U.S. Dollar Strength
The Euro has fallen about 8 percent versus the U.S. dollar since then end of 2014, and analysts predict that dollar strength will continue to weigh on international footwear sales numbers in the foreseeable future.
U.S. footwear names with the highest international exposure will continue to be pressured most by forex headwinds, including Crocs Inc CROX 3.29% (58 percent exposure), Deckers Outdoor Corp DECK 1.12% (35 percent exposure), Sketchers USA Inc SKX 0.34% (35 percent exposure) and Wolverine World Wide Inc WWW 1.26% (28 percent exposure).
Wolverine recently stated that every 5 percent increase in dollar strength reduces annual earnings by $0.04 per share.
Spring Trends
According to the report, this year’s spring trends are toward casual and comfortable.
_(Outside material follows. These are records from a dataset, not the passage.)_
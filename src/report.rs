//! Threshold filtering, ranking, and report output

use std::io::{self, Write};
use std::path::{Path, PathBuf};

use serde::Serialize;
use termcolor::{Color, ColorSpec, WriteColor};

use crate::size::size_to_eng;
use crate::walk::PathSizeMap;

/// Width of the size column: auto-scaled strings like `812.5MB` fit in 8,
/// raw kilobyte counts get one more.
const SIZE_WIDTH: usize = 8;
const SIZE_WIDTH_KILOBYTES: usize = 9;

/// Remove every entry strictly below `min_bytes`. Pure and idempotent;
/// runs before sorting so large trees sort less.
pub fn filter_below(sizes: &mut PathSizeMap, min_bytes: u64) {
    sizes.retain(|_, size| *size >= min_bytes);
}

/// Order the map for reporting: size descending, ties by ascending path.
pub fn ranked(sizes: PathSizeMap) -> Vec<(PathBuf, u64)> {
    let mut entries: Vec<_> = sizes.into_iter().collect();
    entries.sort_by(|a, b| b.1.cmp(&a.1).then_with(|| a.0.cmp(&b.0)));
    entries
}

fn size_field(bytes: u64, kilobytes: bool) -> (String, usize) {
    if kilobytes {
        (
            format!("{:.0}", bytes as f64 / 1024.0),
            SIZE_WIDTH_KILOBYTES,
        )
    } else {
        (format!("{}B", size_to_eng(bytes)), SIZE_WIDTH)
    }
}

fn dir_suffix(path: &Path, is_dir: bool) -> &'static str {
    // the filesystem root already ends with the separator
    if is_dir && path.parent().is_some() {
        std::path::MAIN_SEPARATOR_STR
    } else {
        ""
    }
}

/// Render one report line: right-justified size, a space, then the path,
/// directories suffixed with the platform separator.
pub fn entry_line(path: &Path, bytes: u64, kilobytes: bool, is_dir: bool) -> String {
    let (size_str, width) = size_field(bytes, kilobytes);
    format!(
        "{:>width$} {}{}",
        size_str,
        path.display(),
        dir_suffix(path, is_dir)
    )
}

/// Write the ranked entries as the text report.
///
/// Directory-ness is checked at print time, following symlinks, so the
/// suffix marks what the path looks like now. Write errors propagate so a
/// closed pager pipe surfaces distinctly.
pub fn write_entries<W: WriteColor>(
    out: &mut W,
    entries: &[(PathBuf, u64)],
    kilobytes: bool,
) -> io::Result<()> {
    for (path, bytes) in entries {
        let is_dir = path.is_dir();
        let (size_str, width) = size_field(*bytes, kilobytes);
        write!(out, "{:>width$} ", size_str)?;
        if is_dir {
            out.set_color(ColorSpec::new().set_fg(Some(Color::Blue)).set_bold(true))?;
            write!(out, "{}{}", path.display(), dir_suffix(path, is_dir))?;
            out.reset()?;
            writeln!(out)?;
        } else {
            writeln!(out, "{}", path.display())?;
        }
    }
    Ok(())
}

#[derive(Serialize)]
struct JsonEntry<'a> {
    path: &'a Path,
    bytes: u64,
    human: String,
}

/// Write the ranked entries as a JSON array.
pub fn write_json<W: Write>(out: &mut W, entries: &[(PathBuf, u64)]) -> io::Result<()> {
    let rows: Vec<JsonEntry<'_>> = entries
        .iter()
        .map(|(path, bytes)| JsonEntry {
            path,
            bytes: *bytes,
            human: size_to_eng(*bytes),
        })
        .collect();
    serde_json::to_writer_pretty(&mut *out, &rows)?;
    writeln!(out)?;
    Ok(())
}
“While the sneaker and comfort trend remains very strong,” analysts write, “there is a shift in demand from core heritage styles to more fashion-oriented sneakers including thicker platform bottoms, different materials/fabrics, and embellishments.”
Stock Picks
Wunderlich has a Buy rating on the stocks of Brown Shoe Company Inc BWS 0.87%, Crocs, Deckers, Sketchers, and Steven Madden Ltd SHOO 0.99%. They have Hold ratings on DSW Inc DSW 0.58% and Wolverine.